In October's issue of People Magazine, a special report on "Surviving Breast Cancer" states that breast cancer remains the most common form of cancer in American women. It's also the sixth leading cause of death, even though survival rates have risen in the last decade because of medical advances and early detection. The need for mutilating surgery to remove the breast has been reduced; new drugs that may even prevent and cure are on the horizon. But as director of the world's largest breast-cancer research program at Georgetown University says, "The story isn't over ... there are a lot of people who are going to die of this disease before we're done."
One woman who faced breast cancer--diagnosed after having implants--is Wanda, a fictional character in Lisa Loomer's contemporary play The Waiting RoomM. This play is about three women from different eras in the waiting room of a doctor's office: Forgiveness from Heaven, the 18th century Chinese woman, has lost a toe because of her tightly bound feet; Victoria, a 19th century English woman, suffers from hysterical delusions of her corset forcing her vagina out, and the 20th century Wanda who is having trouble with her implants.

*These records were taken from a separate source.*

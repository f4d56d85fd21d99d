//! Per-channel calibration constants and the conditions table.
//!
//! A [`ChannelTable`] is built once per detector configuration by
//! [`reload`] and never mutated afterwards. Readers share it through a
//! [`ConditionsHandle`], which replaces the whole table in one step so
//! that no conversion ever observes a half-updated set of constants.

use crate::channel::{ChannelId, CrystalIndex};
use crate::error::{ConfigError, Error, GeometryError, Result};
use std::collections::HashMap;
use std::sync::{Arc, PoisonError, RwLock};

#[cfg(feature = "serde")]
use serde::{Deserialize, Serialize};

/// Calibration constants for a single channel.
#[derive(Debug, Clone, Copy, PartialEq)]
#[cfg_attr(feature = "serde", derive(Serialize, Deserialize))]
pub struct CalibrationConstants {
    /// Energy per ADC count (MeV/ADC).
    pub gain: f64,
    /// Baseline per sample (ADC).
    pub pedestal: f64,
    /// Time offset subtracted from pulse times (ns).
    pub time_shift: f64,
}

impl CalibrationConstants {
    /// Creates a new set of constants.
    pub fn new(gain: f64, pedestal: f64, time_shift: f64) -> Self {
        Self {
            gain,
            pedestal,
            time_shift,
        }
    }

    /// Same constants with a different per-sample pedestal.
    #[must_use]
    pub fn with_pedestal(mut self, pedestal: f64) -> Self {
        self.pedestal = pedestal;
        self
    }
}

/// Source of per-channel calibration constants.
///
/// Every accessor fails with [`Error::ChannelNotFound`] for channels
/// without constants; there is no silent default.
pub trait CalibrationProvider: Send + Sync {
    /// All constants for a channel.
    fn constants(&self, channel: ChannelId) -> Result<CalibrationConstants>;

    /// Gain for a channel.
    fn gain(&self, channel: ChannelId) -> Result<f64> {
        Ok(self.constants(channel)?.gain)
    }

    /// Per-sample pedestal for a channel.
    fn pedestal(&self, channel: ChannelId) -> Result<f64> {
        Ok(self.constants(channel)?.pedestal)
    }

    /// Time shift for a channel.
    fn time_shift(&self, channel: ChannelId) -> Result<f64> {
        Ok(self.constants(channel)?.time_shift)
    }
}

/// One row of a conditions collection: geometry plus calibration.
#[derive(Debug, Clone, PartialEq)]
#[cfg_attr(feature = "serde", derive(Serialize, Deserialize))]
pub struct ChannelRecord {
    /// Readout channel.
    pub channel: ChannelId,
    /// Crystal x-index.
    pub ix: i32,
    /// Crystal y-index.
    pub iy: i32,
    /// Energy per ADC count (MeV/ADC).
    pub gain: f64,
    /// Baseline per sample (ADC).
    pub pedestal: f64,
    /// Time shift (ns).
    #[cfg_attr(feature = "serde", serde(default))]
    pub time_shift: f64,
}

impl ChannelRecord {
    /// Creates a new record.
    pub fn new(channel: ChannelId, ix: i32, iy: i32, gain: f64, pedestal: f64, time_shift: f64) -> Self {
        Self {
            channel,
            ix,
            iy,
            gain,
            pedestal,
            time_shift,
        }
    }
}

/// Immutable channel map for one detector configuration.
#[derive(Debug, Clone, Default)]
pub struct ChannelTable {
    constants: HashMap<ChannelId, CalibrationConstants>,
    crystals: HashMap<ChannelId, CrystalIndex>,
}

/// Builds a channel table from a conditions collection.
///
/// Invalid crystal indices and duplicate channels are geometry errors;
/// non-finite constants are configuration errors. Either way no table
/// is produced.
pub fn reload(records: &[ChannelRecord]) -> Result<ChannelTable> {
    let mut table = ChannelTable {
        constants: HashMap::with_capacity(records.len()),
        crystals: HashMap::with_capacity(records.len()),
    };

    for record in records {
        let index = CrystalIndex::new(record.ix, record.iy)?;
        for (name, value) in [
            ("gain", record.gain),
            ("pedestal", record.pedestal),
            ("time_shift", record.time_shift),
        ] {
            if !value.is_finite() {
                return Err(ConfigError::InvalidValue {
                    name: format!("{name} of channel {}", record.channel),
                    value: value.to_string(),
                }
                .into());
            }
        }

        let constants = CalibrationConstants::new(record.gain, record.pedestal, record.time_shift);
        if table.constants.insert(record.channel, constants).is_some() {
            return Err(GeometryError::DuplicateChannel(record.channel).into());
        }
        table.crystals.insert(record.channel, index);
    }

    log::debug!("loaded conditions for {} channels", table.len());
    Ok(table)
}

impl ChannelTable {
    /// Number of channels.
    pub fn len(&self) -> usize {
        self.constants.len()
    }

    /// Returns true if the table holds no channels.
    pub fn is_empty(&self) -> bool {
        self.constants.is_empty()
    }

    /// Crystal index of a channel.
    pub fn crystal(&self, channel: ChannelId) -> Result<CrystalIndex> {
        self.crystals
            .get(&channel)
            .copied()
            .ok_or_else(|| GeometryError::UnmappedChannel(channel).into())
    }

    /// Iterates over the channels in the table, in no particular order.
    pub fn channels(&self) -> impl Iterator<Item = ChannelId> + '_ {
        self.constants.keys().copied()
    }
}

impl CalibrationProvider for ChannelTable {
    fn constants(&self, channel: ChannelId) -> Result<CalibrationConstants> {
        self.constants
            .get(&channel)
            .copied()
            .ok_or(Error::ChannelNotFound(channel))
    }
}

/// Notified after a new conditions table has been installed.
pub trait ConditionsObserver: Send + Sync {
    /// Called with the table that is now current.
    fn conditions_changed(&self, table: &ChannelTable);
}

/// Shared, atomically replaceable conditions table.
///
/// Readers take an `Arc` snapshot and keep it for a whole processing
/// pass; a reload only affects snapshots taken afterwards.
pub struct ConditionsHandle {
    current: RwLock<Arc<ChannelTable>>,
    observers: RwLock<Vec<Box<dyn ConditionsObserver>>>,
}

impl ConditionsHandle {
    /// Creates a handle holding the given table.
    pub fn new(table: ChannelTable) -> Self {
        Self {
            current: RwLock::new(Arc::new(table)),
            observers: RwLock::new(Vec::new()),
        }
    }

    /// Current table.
    pub fn snapshot(&self) -> Arc<ChannelTable> {
        Arc::clone(&self.current.read().unwrap_or_else(PoisonError::into_inner))
    }

    /// Installs a new table and returns the previous one.
    pub fn swap(&self, table: ChannelTable) -> Arc<ChannelTable> {
        let table = Arc::new(table);
        let previous = {
            let mut current = self.current.write().unwrap_or_else(PoisonError::into_inner);
            std::mem::replace(&mut *current, Arc::clone(&table))
        };

        for observer in self.observers.read().unwrap_or_else(PoisonError::into_inner).iter() {
            observer.conditions_changed(&table);
        }
        previous
    }

    /// Rebuilds the table from a conditions collection and installs it.
    ///
    /// On error the current table stays in place.
    pub fn reload(&self, records: &[ChannelRecord]) -> Result<()> {
        let table = reload(records)?;
        log::info!("conditions reloaded: {} channels", table.len());
        self.swap(table);
        Ok(())
    }

    /// Registers an observer for table changes.
    pub fn add_observer(&self, observer: Box<dyn ConditionsObserver>) {
        self.observers
            .write()
            .unwrap_or_else(PoisonError::into_inner)
            .push(observer);
    }
}

impl Default for ConditionsHandle {
    fn default() -> Self {
        Self::new(ChannelTable::default())
    }
}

At the end of the play, all three women share a recovery room together--Forgiveness has lost four toes, Victoria has had her uterus removed, and Wanda's breast cancer has forced her to have her implants removed. In an effort to calm a restless Forgiveness, Wanda tells a story of three stupid sisters--one who thought her feet were too big, one who thought her waist was too big, and one who thought her breasts weren't big enough. Each of the three sisters visits the "magician", who fixes them in return for treasures.
OVER TIME, THE MAGICIAN'S magic turns bad, and the sisters are angry. He replies, "My sign says 'magician', not 'god'--I said I'd make you perfect, but not perfect forever." The sisters smash all the mirrors in the kingdom and tell the other women to come to them instead of the magician when they think they don't look good. When the women came, the sisters would make them look into their eyes and would tell them that they were beautiful--they didn't need the magician. The women in the kingdom didn't believe them at first, but after hearing "you're beautiful" so often, they started to believe.
Although it's only a fairy tale, it's worth a shot:
Hey Tina--you're beautiful, and you don't need a magician.